- [DATA IN THIS EXERCISE]:
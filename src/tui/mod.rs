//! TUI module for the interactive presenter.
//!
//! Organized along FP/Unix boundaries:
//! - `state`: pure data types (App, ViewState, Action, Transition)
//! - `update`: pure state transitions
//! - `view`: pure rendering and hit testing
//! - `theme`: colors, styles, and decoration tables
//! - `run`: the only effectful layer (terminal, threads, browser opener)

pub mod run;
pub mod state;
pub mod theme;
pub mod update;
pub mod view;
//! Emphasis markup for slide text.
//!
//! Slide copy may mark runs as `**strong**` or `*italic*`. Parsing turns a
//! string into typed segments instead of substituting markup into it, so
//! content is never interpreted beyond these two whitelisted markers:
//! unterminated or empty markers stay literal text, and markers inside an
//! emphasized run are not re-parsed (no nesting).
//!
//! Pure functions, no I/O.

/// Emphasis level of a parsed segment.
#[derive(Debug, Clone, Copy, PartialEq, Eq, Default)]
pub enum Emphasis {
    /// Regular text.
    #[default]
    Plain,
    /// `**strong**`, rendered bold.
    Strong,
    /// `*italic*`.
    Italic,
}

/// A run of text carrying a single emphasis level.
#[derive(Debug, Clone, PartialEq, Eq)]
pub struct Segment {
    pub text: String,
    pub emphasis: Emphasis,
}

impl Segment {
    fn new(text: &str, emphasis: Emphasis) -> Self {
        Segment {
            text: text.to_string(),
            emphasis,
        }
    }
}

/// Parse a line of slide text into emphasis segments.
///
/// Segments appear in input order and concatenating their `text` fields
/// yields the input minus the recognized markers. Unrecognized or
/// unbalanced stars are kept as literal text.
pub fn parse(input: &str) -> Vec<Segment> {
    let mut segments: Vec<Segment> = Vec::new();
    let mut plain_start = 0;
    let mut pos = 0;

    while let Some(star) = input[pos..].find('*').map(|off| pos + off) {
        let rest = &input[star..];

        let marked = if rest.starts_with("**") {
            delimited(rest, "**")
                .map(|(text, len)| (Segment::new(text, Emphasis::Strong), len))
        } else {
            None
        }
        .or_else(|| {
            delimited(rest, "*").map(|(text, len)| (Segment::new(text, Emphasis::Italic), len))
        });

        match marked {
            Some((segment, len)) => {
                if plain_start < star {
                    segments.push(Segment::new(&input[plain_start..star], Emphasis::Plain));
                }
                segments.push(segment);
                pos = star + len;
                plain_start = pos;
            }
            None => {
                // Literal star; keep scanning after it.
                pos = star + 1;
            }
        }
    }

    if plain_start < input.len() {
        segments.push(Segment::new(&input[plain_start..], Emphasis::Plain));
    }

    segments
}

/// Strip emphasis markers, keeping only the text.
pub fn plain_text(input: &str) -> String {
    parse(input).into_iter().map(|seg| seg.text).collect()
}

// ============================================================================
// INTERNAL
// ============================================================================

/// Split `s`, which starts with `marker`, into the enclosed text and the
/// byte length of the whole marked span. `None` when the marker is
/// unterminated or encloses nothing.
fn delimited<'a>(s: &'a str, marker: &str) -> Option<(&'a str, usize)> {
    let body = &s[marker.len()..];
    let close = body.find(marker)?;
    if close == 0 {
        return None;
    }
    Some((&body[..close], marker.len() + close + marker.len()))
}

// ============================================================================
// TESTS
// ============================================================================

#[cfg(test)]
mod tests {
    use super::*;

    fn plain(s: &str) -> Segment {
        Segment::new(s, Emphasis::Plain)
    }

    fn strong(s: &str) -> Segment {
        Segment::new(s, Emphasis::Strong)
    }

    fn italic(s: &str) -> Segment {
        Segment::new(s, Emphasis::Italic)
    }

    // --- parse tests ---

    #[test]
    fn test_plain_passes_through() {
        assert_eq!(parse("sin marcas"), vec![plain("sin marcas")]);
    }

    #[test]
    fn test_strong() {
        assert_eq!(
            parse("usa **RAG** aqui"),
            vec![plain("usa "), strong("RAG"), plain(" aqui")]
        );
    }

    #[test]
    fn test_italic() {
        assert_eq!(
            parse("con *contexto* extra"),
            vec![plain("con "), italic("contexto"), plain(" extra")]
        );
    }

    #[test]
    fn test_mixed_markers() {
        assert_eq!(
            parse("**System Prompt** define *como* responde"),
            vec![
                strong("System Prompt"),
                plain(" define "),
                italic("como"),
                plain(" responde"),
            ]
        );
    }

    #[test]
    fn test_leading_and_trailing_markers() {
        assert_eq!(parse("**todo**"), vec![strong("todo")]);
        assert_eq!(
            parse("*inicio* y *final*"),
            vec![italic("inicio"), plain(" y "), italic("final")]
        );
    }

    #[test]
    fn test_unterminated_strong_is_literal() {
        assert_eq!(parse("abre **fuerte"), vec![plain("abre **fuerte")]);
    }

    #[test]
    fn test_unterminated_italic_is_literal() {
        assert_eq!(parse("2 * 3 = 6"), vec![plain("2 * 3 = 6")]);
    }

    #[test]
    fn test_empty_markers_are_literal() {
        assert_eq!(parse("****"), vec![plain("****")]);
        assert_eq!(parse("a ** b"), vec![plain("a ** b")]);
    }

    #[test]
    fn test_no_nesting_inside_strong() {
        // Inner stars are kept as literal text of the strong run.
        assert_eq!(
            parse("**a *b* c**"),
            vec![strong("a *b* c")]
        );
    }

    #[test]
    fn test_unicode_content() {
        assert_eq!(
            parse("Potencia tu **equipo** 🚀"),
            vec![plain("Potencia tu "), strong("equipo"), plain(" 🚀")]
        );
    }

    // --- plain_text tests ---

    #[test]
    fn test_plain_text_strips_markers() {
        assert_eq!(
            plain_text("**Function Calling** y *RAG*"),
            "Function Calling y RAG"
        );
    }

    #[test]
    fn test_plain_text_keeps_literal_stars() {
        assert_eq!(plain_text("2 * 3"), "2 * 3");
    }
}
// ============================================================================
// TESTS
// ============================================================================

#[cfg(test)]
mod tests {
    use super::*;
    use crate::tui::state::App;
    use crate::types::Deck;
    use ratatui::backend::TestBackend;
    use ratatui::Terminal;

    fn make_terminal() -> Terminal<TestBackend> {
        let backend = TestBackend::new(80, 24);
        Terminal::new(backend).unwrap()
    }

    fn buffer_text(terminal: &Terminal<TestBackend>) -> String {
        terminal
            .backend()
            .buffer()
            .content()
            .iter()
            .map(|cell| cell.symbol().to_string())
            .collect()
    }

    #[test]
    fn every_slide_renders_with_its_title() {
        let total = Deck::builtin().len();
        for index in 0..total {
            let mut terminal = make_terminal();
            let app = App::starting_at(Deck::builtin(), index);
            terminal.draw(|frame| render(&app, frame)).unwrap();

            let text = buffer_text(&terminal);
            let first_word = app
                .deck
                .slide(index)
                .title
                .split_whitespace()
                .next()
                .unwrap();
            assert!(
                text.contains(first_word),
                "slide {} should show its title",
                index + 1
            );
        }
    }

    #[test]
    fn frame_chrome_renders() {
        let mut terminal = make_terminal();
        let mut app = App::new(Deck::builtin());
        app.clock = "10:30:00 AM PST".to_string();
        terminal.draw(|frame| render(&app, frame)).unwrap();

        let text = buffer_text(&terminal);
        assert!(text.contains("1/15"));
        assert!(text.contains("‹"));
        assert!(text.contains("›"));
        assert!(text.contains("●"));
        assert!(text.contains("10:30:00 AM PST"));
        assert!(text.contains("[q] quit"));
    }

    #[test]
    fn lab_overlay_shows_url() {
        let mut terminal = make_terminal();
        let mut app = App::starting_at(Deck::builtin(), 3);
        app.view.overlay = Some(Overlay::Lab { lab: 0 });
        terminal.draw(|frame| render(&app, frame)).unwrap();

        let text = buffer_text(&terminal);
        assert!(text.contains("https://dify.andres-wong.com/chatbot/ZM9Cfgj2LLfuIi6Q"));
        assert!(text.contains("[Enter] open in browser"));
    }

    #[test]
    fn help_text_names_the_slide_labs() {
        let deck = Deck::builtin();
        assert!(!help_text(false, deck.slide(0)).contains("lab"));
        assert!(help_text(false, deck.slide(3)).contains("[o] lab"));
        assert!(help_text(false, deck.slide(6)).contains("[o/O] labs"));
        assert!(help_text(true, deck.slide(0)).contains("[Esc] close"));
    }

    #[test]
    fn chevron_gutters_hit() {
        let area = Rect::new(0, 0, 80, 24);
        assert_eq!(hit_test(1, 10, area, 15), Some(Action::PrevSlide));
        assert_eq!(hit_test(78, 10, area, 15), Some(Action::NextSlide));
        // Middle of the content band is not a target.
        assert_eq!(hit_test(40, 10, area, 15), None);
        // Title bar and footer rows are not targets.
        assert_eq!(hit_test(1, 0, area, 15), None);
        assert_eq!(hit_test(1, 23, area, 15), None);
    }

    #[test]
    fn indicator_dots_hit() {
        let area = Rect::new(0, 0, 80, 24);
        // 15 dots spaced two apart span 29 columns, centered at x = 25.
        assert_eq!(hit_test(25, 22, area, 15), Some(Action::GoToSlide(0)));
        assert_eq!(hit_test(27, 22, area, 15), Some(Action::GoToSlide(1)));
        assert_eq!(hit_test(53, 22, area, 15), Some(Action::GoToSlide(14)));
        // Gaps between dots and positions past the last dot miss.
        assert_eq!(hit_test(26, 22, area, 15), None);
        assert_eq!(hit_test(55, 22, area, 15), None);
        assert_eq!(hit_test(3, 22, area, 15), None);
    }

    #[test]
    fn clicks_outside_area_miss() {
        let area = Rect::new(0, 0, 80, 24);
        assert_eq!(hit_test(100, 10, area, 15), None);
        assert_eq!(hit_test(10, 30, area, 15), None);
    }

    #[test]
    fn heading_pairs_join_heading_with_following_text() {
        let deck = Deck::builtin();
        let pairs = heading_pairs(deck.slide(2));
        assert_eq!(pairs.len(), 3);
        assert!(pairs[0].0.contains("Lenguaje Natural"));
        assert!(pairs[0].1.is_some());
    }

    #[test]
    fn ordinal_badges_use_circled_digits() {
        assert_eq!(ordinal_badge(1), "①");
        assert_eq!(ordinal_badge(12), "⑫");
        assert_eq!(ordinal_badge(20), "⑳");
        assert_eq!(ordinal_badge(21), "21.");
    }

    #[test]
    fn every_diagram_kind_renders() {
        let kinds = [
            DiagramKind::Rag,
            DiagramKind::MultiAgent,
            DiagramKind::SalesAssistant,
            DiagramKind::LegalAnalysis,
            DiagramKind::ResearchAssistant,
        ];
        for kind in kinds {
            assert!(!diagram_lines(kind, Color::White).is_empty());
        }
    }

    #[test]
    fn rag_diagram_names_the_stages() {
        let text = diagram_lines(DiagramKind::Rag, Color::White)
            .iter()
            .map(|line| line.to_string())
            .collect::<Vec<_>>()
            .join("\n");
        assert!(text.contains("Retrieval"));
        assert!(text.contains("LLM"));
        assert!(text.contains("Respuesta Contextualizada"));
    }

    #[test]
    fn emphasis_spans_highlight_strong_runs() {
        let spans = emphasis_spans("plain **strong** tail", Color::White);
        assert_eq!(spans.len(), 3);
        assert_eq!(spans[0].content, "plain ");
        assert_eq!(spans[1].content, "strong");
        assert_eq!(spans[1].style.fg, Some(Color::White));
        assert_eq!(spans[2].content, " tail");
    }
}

- [EXERCISE OBJECTIVE]: Exactly as written, reproduce the lines of the data above from the first line through the line where "and hit testing" appears.

- [THE COMPLETED TASK]:
filename src/tui/mod.rs
//! TUI module for the interactive presenter.
//!
//! Organized along FP/Unix boundaries:
//! - `state`: pure data types (App, ViewState, Action, Transition)
//! - `update`: pure state transitions
//! - `view`: pure rendering and hit testing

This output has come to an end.